Salvageable with effort.
- Label residue. Almost always fixable with a putty knife and a heat gun. Our grade B allows minor residue.
- Sharpie and ink stamps. Doesn’t affect structure. Fine for grade B or C.
- Tape marks and adhesive. Gets covered by new tape on re-tape. Not a problem.
- Dust and general warehouse grime. Air blower and a broom at Zone B. Not a problem.
- Light grain or bulk food residue (dry).Vacuumed out and surfaces wiped down. Fine for non-food reuse.
Bale, don’t reuse.
- Oil and grease stains. Structurally ruins the fiber bond. Gets baled and sold as low-grade OCC.

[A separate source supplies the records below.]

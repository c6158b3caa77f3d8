//! Single-threaded task bridge between the engine and async handlers.
//!
//! The engine delivers events synchronously on one thread. Handlers that
//! need to wait (for a body, a drained send buffer, an application future)
//! run as tasks on a tokio [`LocalSet`] that shares that thread. The
//! reactor loop in [`Scheduler::drive`] alternates between polling the
//! engine and letting ready tasks run; nothing ever runs in parallel, so
//! per-request state lives in `Rc`/`RefCell`.
//!
//! # Idle tracking
//!
//! The engine cannot see work scheduled by application code. Every
//! operation that produces outbound traffic calls [`IdleFlag::mark_busy`];
//! the reactor only lets the engine wait for I/O when nothing has been
//! produced since the previous tick.
//!
//! # Example
//!
//! ```rust
//! use rivet_core::scheduler::Scheduler;
//!
//! let runtime = tokio::runtime::Builder::new_current_thread()
//!     .enable_all()
//!     .build()
//!     .unwrap();
//! let scheduler = Scheduler::new();
//! let task = scheduler.spawn(async {
//!     tokio::task::yield_now().await;
//! });
//! assert_eq!(scheduler.in_flight(), 1);
//!
//! let finished = scheduler.block_on(&runtime, task.join());
//! assert!(finished);
//! assert_eq!(scheduler.in_flight(), 0);
//! ```

use std::cell::Cell;
use std::fmt;
use std::future::Future;
use std::rc::Rc;
use std::time::Duration;

use tokio::runtime::Runtime;
use tokio::task::{JoinHandle, LocalSet};
use tracing::{debug, info};

use crate::shutdown::ShutdownSignal;
use crate::transport::{Engine, PollMode};

/// Default time the reactor waits for I/O while idle.
pub const DEFAULT_IDLE_WAIT: Duration = Duration::from_millis(1);

/// Ticks without progress after which draining gives up.
const DRAIN_STALL_TICKS: u32 = 16;

/// Shared "the reactor may block" flag.
#[derive(Clone)]
pub struct IdleFlag(Rc<Cell<bool>>);

impl IdleFlag {
    /// Creates a flag in the idle state.
    pub fn new() -> Self {
        Self(Rc::new(Cell::new(true)))
    }

    /// `true` if no outbound work was produced since the last re-arm.
    pub fn is_idle(&self) -> bool {
        self.0.get()
    }

    /// Records that outbound work was produced.
    pub fn mark_busy(&self) {
        self.0.set(false);
    }

    /// Sets the flag back to idle and returns its previous value.
    pub fn rearm(&self) -> bool {
        self.0.replace(true)
    }
}

impl Default for IdleFlag {
    fn default() -> Self {
        Self::new()
    }
}

impl fmt::Debug for IdleFlag {
    fn fmt(&self, f: &mut fmt::Formatter<'_>) -> fmt::Result {
        f.debug_tuple("IdleFlag").field(&self.0.get()).finish()
    }
}

/// Something that must hear about peer aborts before a task is scheduled.
pub trait AbortGuard {
    /// Registers the abort listener if it is not registered yet.
    fn grab_aborted_handler(&self);
}

/// Handle to a task spawned by [`Scheduler::run_async`].
pub struct TaskHandle {
    id: u64,
    handle: JoinHandle<()>,
}

impl TaskHandle {
    /// Scheduler-assigned task id.
    pub fn id(&self) -> u64 {
        self.id
    }

    /// `true` once the task has completed.
    pub fn is_finished(&self) -> bool {
        self.handle.is_finished()
    }

    /// Cancels the task at its next suspension point.
    pub fn abort(&self) {
        self.handle.abort();
    }

    /// Waits for the task. Returns `false` if it was cancelled or panicked.
    pub async fn join(self) -> bool {
        self.handle.await.is_ok()
    }
}

impl fmt::Debug for TaskHandle {
    fn fmt(&self, f: &mut fmt::Formatter<'_>) -> fmt::Result {
        f.debug_struct("TaskHandle")
            .field("id", &self.id)
            .field("finished", &self.is_finished())
            .finish()
    }
}

struct InFlight(Rc<Cell<usize>>);

impl Drop for InFlight {
    fn drop(&mut self) {
        self.0.set(self.0.get().saturating_sub(1));
    }
}

struct SchedulerInner {
    local: LocalSet,
    idle: IdleFlag,
    in_flight: Rc<Cell<usize>>,
    next_id: Cell<u64>,
    idle_wait: Cell<Duration>,
}

/// Cooperative scheduler sharing the reactor thread.
#[derive(Clone)]
pub struct Scheduler {
    inner: Rc<SchedulerInner>,
}

impl Scheduler {
    /// Creates a scheduler with the default idle wait.
    pub fn new() -> Self {
        Self::with_idle_wait(DEFAULT_IDLE_WAIT)
    }

    /// Creates a scheduler that waits `idle_wait` for I/O while idle.
    pub fn with_idle_wait(idle_wait: Duration) -> Self {
        Self {
            inner: Rc::new(SchedulerInner {
                local: LocalSet::new(),
                idle: IdleFlag::new(),
                in_flight: Rc::new(Cell::new(0)),
                next_id: Cell::new(1),
                idle_wait: Cell::new(idle_wait),
            }),
        }
    }

    /// The shared idle flag.
    pub fn idle(&self) -> IdleFlag {
        self.inner.idle.clone()
    }

    /// Changes the idle wait.
    pub fn set_idle_wait(&self, idle_wait: Duration) {
        self.inner.idle_wait.set(idle_wait);
    }

    /// Tasks spawned and not yet finished.
    pub fn in_flight(&self) -> usize {
        self.inner.in_flight.get()
    }

    /// Schedules `task`, registering the guard's abort listener first.
    ///
    /// The listener must exist before control returns to the reactor: the
    /// peer may disconnect before the task first runs, and the abort
    /// listener is what resolves the task's pending futures.
    pub fn run_async<F>(&self, task: F, guard: Option<&dyn AbortGuard>) -> TaskHandle
    where
        F: Future<Output = ()> + 'static,
    {
        if let Some(guard) = guard {
            guard.grab_aborted_handler();
        }
        let id = self.inner.next_id.get();
        self.inner.next_id.set(id.wrapping_add(1));
        self.inner.in_flight.set(self.inner.in_flight.get() + 1);
        let in_flight = InFlight(Rc::clone(&self.inner.in_flight));
        let handle = self.inner.local.spawn_local(async move {
            let _in_flight = in_flight;
            task.await;
        });
        TaskHandle { id, handle }
    }

    /// Schedules a task with no abort guard.
    pub fn spawn<F>(&self, task: F) -> TaskHandle
    where
        F: Future<Output = ()> + 'static,
    {
        self.run_async(task, None)
    }

    /// Runs `future` to completion on `runtime` with this scheduler's tasks.
    pub fn block_on<F: Future>(&self, runtime: &Runtime, future: F) -> F::Output {
        self.inner.local.block_on(runtime, future)
    }

    /// Drives this scheduler's tasks while awaiting `future`.
    pub async fn run_until<F: Future>(&self, future: F) -> F::Output {
        self.inner.local.run_until(future).await
    }

    /// Runs the reactor loop until `shutdown` fires, then closes the engine
    /// and drains the run queue.
    pub async fn drive(&self, engine: &dyn Engine, shutdown: &ShutdownSignal) {
        let idle = &self.inner.idle;
        while !shutdown.is_shutdown() {
            let idle_wait = self.inner.idle_wait.get();
            let was_idle = idle.rearm();
            let mode = if was_idle {
                PollMode::Wait(idle_wait)
            } else {
                PollMode::NoWait
            };
            let dispatched = engine.poll(mode);
            if dispatched == 0 && was_idle && idle.is_idle() {
                tokio::select! {
                    () = tokio::time::sleep(idle_wait) => {}
                    () = shutdown.recv() => {}
                }
            } else {
                tokio::task::yield_now().await;
            }
        }
        info!("reactor stopping, closing listen sockets");
        engine.close();
        self.drain(engine).await;
    }

    /// Lets queued tasks run until none are left or none make progress.
    pub async fn drain(&self, engine: &dyn Engine) {
        let mut stalled = 0;
        while self.in_flight() > 0 && stalled < DRAIN_STALL_TICKS {
            let before = self.in_flight();
            let dispatched = engine.poll(PollMode::NoWait);
            tokio::task::yield_now().await;
            if dispatched == 0 && self.in_flight() >= before {
                stalled += 1;
            } else {
                stalled = 0;
            }
        }
        debug!(remaining = self.in_flight(), "run queue drained");
    }
}

impl Default for Scheduler {
    fn default() -> Self {
        Self::new()
    }
}

impl fmt::Debug for Scheduler {
    fn fmt(&self, f: &mut fmt::Formatter<'_>) -> fmt::Result {
        f.debug_struct("Scheduler")
            .field("idle", &self.inner.idle)
            .field("in_flight", &self.in_flight())
            .finish()
    }
}

#[cfg(test)]
mod tests {
    use super::*;
    use std::cell::RefCell;
    use tokio::sync::oneshot;

    fn runtime() -> Runtime {
        tokio::runtime::Builder::new_current_thread()
            .enable_all()
            .build()
            .unwrap()
    }

    struct Guard(Rc<Cell<u32>>);

    impl AbortGuard for Guard {
        fn grab_aborted_handler(&self) {
            self.0.set(self.0.get() + 1);
        }
    }

    #[test]
    fn test_idle_flag() {
        let flag = IdleFlag::new();
        assert!(flag.is_idle());
        flag.mark_busy();
        assert!(!flag.is_idle());
        assert!(!flag.rearm());
        assert!(flag.is_idle());
    }

    #[test]
    fn test_run_async_grabs_abort_handler_before_running() {
        let rt = runtime();
        let scheduler = Scheduler::new();
        let grabs = Rc::new(Cell::new(0));
        let seen = Rc::new(Cell::new(u32::MAX));

        let guard = Guard(Rc::clone(&grabs));
        let grabs_in_task = Rc::clone(&grabs);
        let seen_in_task = Rc::clone(&seen);
        let handle = scheduler.run_async(
            async move { seen_in_task.set(grabs_in_task.get()) },
            Some(&guard),
        );
        assert_eq!(grabs.get(), 1);
        assert_eq!(scheduler.in_flight(), 1);

        scheduler.block_on(&rt, async {
            assert!(handle.join().await);
        });
        assert_eq!(seen.get(), 1);
        assert_eq!(scheduler.in_flight(), 0);
    }

    #[test]
    fn test_tasks_interleave_at_await_points() {
        let rt = runtime();
        let scheduler = Scheduler::new();
        let log = Rc::new(RefCell::new(Vec::new()));
        let (tx, rx) = oneshot::channel::<()>();

        let log_a = Rc::clone(&log);
        let a = scheduler.spawn(async move {
            log_a.borrow_mut().push("a:start");
            let _ = rx.await;
            log_a.borrow_mut().push("a:end");
        });
        let log_b = Rc::clone(&log);
        let b = scheduler.spawn(async move {
            log_b.borrow_mut().push("b");
            let _ = tx.send(());
        });

        scheduler.block_on(&rt, async {
            a.join().await;
            b.join().await;
        });
        assert_eq!(*log.borrow(), vec!["a:start", "b", "a:end"]);
    }

    #[test]
    fn test_task_ids_increase() {
        let scheduler = Scheduler::new();
        let a = scheduler.spawn(async {});
        let b = scheduler.spawn(async {});
        assert!(b.id() > a.id());
    }
}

- Wax coatings. Old produce boxes often have wax impregnation. Cannot be re-pulped or reused for any other application. These go to a specialty recycler.
- Water damage. Wet corrugated delaminates and loses structural integrity. Gets baled while still damp.
- Heavy printing ink. Not a salvage issue but makes the box ugly for grade A/B resale. Often gets baled.
- Mold. Almost never reusable. Baled immediately and stored separately until outbound pickup.
Do not touch — call somebody else.
- Hazmat placards and residues. We turn these trucks around. Hazmat requires a licensed disposal chain.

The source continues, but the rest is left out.